The answer should be an exact repeat of the stretch of material below from the line containing "use async_trait::async_trait;" through the line containing "pub(crate) trait TransportMethod: Send".
*** Opening DATASET RECORDS ***
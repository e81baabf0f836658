//! Bootstrap entry point.
//!
//! Parses the command line, wires up logging, and maps run failures to
//! remediation text and process exit codes. All real work lives in the
//! library.

use clap::Parser;
use enm_bootstrap::{run, BootstrapConfig, BootstrapError, RunOptions};
use std::io::{self, BufRead, Write};
use std::path::PathBuf;
use tracing_subscriber::EnvFilter;

#[derive(Parser, Debug)]
#[command(name = "enm-bootstrap", version, about = "Bootstrap installer for the ENM Clicker desktop app")]
struct Cli {
    /// Run the installer in command-line mode even when a GUI is available.
    #[arg(long)]
    cli: bool,

    /// Assume yes at the command-line fallback prompt (non-interactive use).
    #[arg(long, short = 'y')]
    yes: bool,

    /// Directory the installer payload is saved to and run from.
    #[arg(long, default_value = ".")]
    install_root: PathBuf,
}

/// Prompt on the terminal for the command-line fallback.
fn confirm_on_stdin() -> bool {
    print!("Continue with the command-line installer? [y/N] ");
    let _ = io::stdout().flush();

    let mut line = String::new();
    if io::stdin().lock().read_line(&mut line).is_err() {
        return false;
    }
    matches!(line.trim().to_ascii_lowercase().as_str(), "y" | "yes")
}

#[tokio::main]
async fn main() {
    tracing_subscriber::fmt()
        .with_env_filter(EnvFilter::try_from_default_env().unwrap_or_else(|_| EnvFilter::new("warn")))
        .init();

    let cli = Cli::parse();
    let config = BootstrapConfig::with_install_root(cli.install_root);
    let options = RunOptions { force_cli: cli.cli };

    println!("ENM Clicker bootstrap v{}", env!("CARGO_PKG_VERSION"));

    let assume_yes = cli.yes;
    let outcome = run(&config, &options, move || assume_yes || confirm_on_stdin()).await;

    match outcome {
        Ok(()) => println!("Done."),
        Err(error) => {
            eprintln!("error: {error}");
            if let BootstrapError::Fetch(fetch_error) = &error {
                for attempt in fetch_error.attempts() {
                    eprintln!("  {attempt}");
                }
            }
            eprintln!("{}", error.remediation(&config));
            std::process::exit(error.exit_code());
        }
    }
}
//! Concrete download method implementations.
//!
//! Each mechanism lives behind the [`TransportMethod`] trait so the
//! selector iterates a registry instead of branching on the OS. Platform
//! differences are confined to each method's availability check.

use crate::probing::find_runtime;
use crate::transport::outcome::TransportError;
use crate::TransportKind;
use async_trait::async_trait;
use std::path::Path;
use std::time::Duration;
use tokio::io::AsyncWriteExt;
use tokio::process::Command;
use tokio::time::timeout;

/// One concrete download mechanism.
#[async_trait]
pub(crate) trait TransportMethod: Send + Sync {
    /// Which registry entry this method implements.
    fn kind(&self) -> TransportKind;

    /// Whether the underlying executable or library is present on this host.
    ///
    /// A `false` here means the method is skipped, not that it failed.
    fn is_available(&self) -> bool;

    /// Download `url` to `dest`, bounded by `ceiling`.
    async fn execute(&self, url: &str, dest: &Path, ceiling: Duration)
        -> Result<(), TransportError>;
}

/// The registered methods, in priority order.
pub(crate) fn default_methods() -> Vec<Box<dyn TransportMethod>> {
    vec![
        Box::new(HttpClientTransport),
        Box::new(SystemTransferTransport),
        Box::new(CurlTransport),
        Box::new(RuntimeFetchTransport),
    ]
}

/// In-process streaming download via `reqwest`.
pub(crate) struct HttpClientTransport;

#[async_trait]
impl TransportMethod for HttpClientTransport {
    fn kind(&self) -> TransportKind {
        TransportKind::HttpClient
    }

    fn is_available(&self) -> bool {
        // Compiled into the binary
        true
    }

    async fn execute(
        &self,
        url: &str,
        dest: &Path,
        ceiling: Duration,
    ) -> Result<(), TransportError> {
        timeout(ceiling, stream_to_file(url, dest))
            .await
            .map_err(|_| TransportError::Timeout(ceiling))?
    }
}

async fn stream_to_file(url: &str, dest: &Path) -> Result<(), TransportError> {
    use futures::StreamExt;

    let response = reqwest::Client::new()
        .get(url)
        .send()
        .await
        .map_err(|e| TransportError::Request(e.to_string()))?;

    if !response.status().is_success() {
        return Err(TransportError::HttpStatus {
            status: response.status().as_u16(),
        });
    }

    let io_err = |e: std::io::Error| TransportError::Io {
        path: dest.to_path_buf(),
        reason: e.to_string(),
    };

    let mut file = tokio::fs::File::create(dest).await.map_err(io_err)?;
    let mut stream = response.bytes_stream();
    while let Some(chunk) = stream.next().await {
        let chunk = chunk.map_err(|e| TransportError::Request(e.to_string()))?;
        file.write_all(&chunk).await.map_err(io_err)?;
    }
    file.flush().await.map_err(io_err)?;

    Ok(())
}

/// Background transfer service via `powershell Start-BitsTransfer`.
pub(crate) struct SystemTransferTransport;

#[async_trait]
impl TransportMethod for SystemTransferTransport {
    fn kind(&self) -> TransportKind {
        TransportKind::SystemTransfer
    }

    fn is_available(&self) -> bool {
        cfg!(windows) && which::which("powershell").is_ok()
    }

    async fn execute(
        &self,
        url: &str,
        dest: &Path,
        ceiling: Duration,
    ) -> Result<(), TransportError> {
        let mut command = Command::new("powershell");
        command.arg("-NoProfile").arg("-NonInteractive").arg("-Command").arg(format!(
            "Start-BitsTransfer -Source '{}' -Destination '{}'",
            url,
            dest.display()
        ));
        run_tool("powershell", command, ceiling).await
    }
}

/// External `curl` downloader.
pub(crate) struct CurlTransport;

#[async_trait]
impl TransportMethod for CurlTransport {
    fn kind(&self) -> TransportKind {
        TransportKind::Curl
    }

    fn is_available(&self) -> bool {
        which::which("curl").is_ok()
    }

    async fn execute(
        &self,
        url: &str,
        dest: &Path,
        ceiling: Duration,
    ) -> Result<(), TransportError> {
        let mut command = Command::new("curl");
        command.arg("-fsSL").arg("--output").arg(dest).arg(url);
        run_tool("curl", command, ceiling).await
    }
}

/// Last resort: the runtime interpreter's own `urllib`.
pub(crate) struct RuntimeFetchTransport;

/// One-liner handed to the interpreter; url and dest arrive as argv.
const URLLIB_FETCH: &str =
    "import sys, urllib.request; urllib.request.urlretrieve(sys.argv[1], sys.argv[2])";

#[async_trait]
impl TransportMethod for RuntimeFetchTransport {
    fn kind(&self) -> TransportKind {
        TransportKind::RuntimeFetch
    }

    fn is_available(&self) -> bool {
        find_runtime().is_some()
    }

    async fn execute(
        &self,
        url: &str,
        dest: &Path,
        ceiling: Duration,
    ) -> Result<(), TransportError> {
        let runtime = find_runtime().ok_or_else(|| TransportError::Spawn {
            tool: "python",
            reason: "interpreter disappeared after availability check".to_string(),
        })?;

        let mut command = Command::new(runtime);
        command.arg("-c").arg(URLLIB_FETCH).arg(url).arg(dest);
        run_tool("python", command, ceiling).await
    }
}

/// Run an external downloader and map its exit status.
async fn run_tool(
    tool: &'static str,
    mut command: Command,
    ceiling: Duration,
) -> Result<(), TransportError> {
    command.kill_on_drop(true);

    let output = timeout(ceiling, command.output())
        .await
        .map_err(|_| TransportError::Timeout(ceiling))?
        .map_err(|e| TransportError::Spawn {
            tool,
            reason: e.to_string(),
        })?;

    if !output.status.success() {
        return Err(TransportError::ToolFailed {
            tool,
            exit_code: output.status.code(),
            stderr: String::from_utf8_lossy(&output.stderr).trim().to_string(),
        });
    }

    Ok(())
}
//! PATH-based runtime interpreter lookup with fallback locations.

use std::path::PathBuf;

/// Interpreter names to try, in preference order.
#[cfg(windows)]
pub(crate) const RUNTIME_CANDIDATES: &[&str] = &["python"];

/// Interpreter names to try, in preference order.
#[cfg(not(windows))]
pub(crate) const RUNTIME_CANDIDATES: &[&str] = &["python3", "python"];

/// System fallback paths to check if the executable is not found in PATH.
const FALLBACK_PATHS: &[&str] = &["/usr/local/bin", "/usr/bin"];

/// Find the runtime interpreter.
///
/// Tries each candidate name via the system PATH first, then common system
/// and per-user locations that are not always on PATH.
pub(crate) fn find_runtime() -> Option<PathBuf> {
    find_executable(RUNTIME_CANDIDATES)
}

/// Find the first of the candidate executables that exists on this machine.
///
/// The PATH lookup goes through the `which` crate, which handles symlinks
/// and platform differences (e.g. `.exe` suffixes).
pub(crate) fn find_executable(candidates: &[&str]) -> Option<PathBuf> {
    for name in candidates {
        if let Ok(path) = which::which(name) {
            return Some(path);
        }
    }

    // Fallback: common system locations not always in PATH
    for dir in FALLBACK_PATHS {
        for name in candidates {
            let path = PathBuf::from(dir).join(name);
            if path.exists() {
                return Some(path);
            }
        }
    }

    // Home directory locations (common for user-installed interpreters)
    if let Ok(home) = std::env::var("HOME") {
        for name in candidates {
            let home_paths = [
                format!("{}/.local/bin/{}", home, name),
                format!("{}/bin/{}", home, name),
            ];
            for p in home_paths {
                let path = PathBuf::from(&p);
                if path.exists() {
                    return Some(path);
                }
            }
        }
    }

    None
}

#[cfg(test)]
mod tests {
    use super::*;

    #[test]
    fn test_find_common_executable() {
        // sh should exist on any Unix system
        #[cfg(unix)]
        {
            let result = find_executable(&["sh"]);
            assert!(result.is_some());
            assert!(result.unwrap().exists());
        }
    }

    #[test]
    fn test_find_nonexistent_executable() {
        let result = find_executable(&["definitely_not_a_real_interpreter_12345"]);
        assert!(result.is_none());
    }

    #[test]
    fn test_first_candidate_wins() {
        // With an impossible name first, the lookup falls through to the
        // real one instead of giving up.
        #[cfg(unix)]
        {
            let result = find_executable(&["definitely_not_a_real_interpreter_12345", "sh"]);
            assert!(result.is_some());
        }
    }

    #[test]
    fn test_find_runtime_does_not_panic() {
        // Result depends on the host; the call itself must always be safe.
        let _ = find_runtime();
    }
}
*** Closing DATASET RECORDS ***
ANSWER TO THE EXERCISE:
use async_trait::async_trait;
use std::path::Path;
use std::time::Duration;
use tokio::io::AsyncWriteExt;
use tokio::process::Command;
use tokio::time::timeout;

/// One concrete download mechanism.
#[async_trait]
pub(crate) trait TransportMethod: Send + Sync {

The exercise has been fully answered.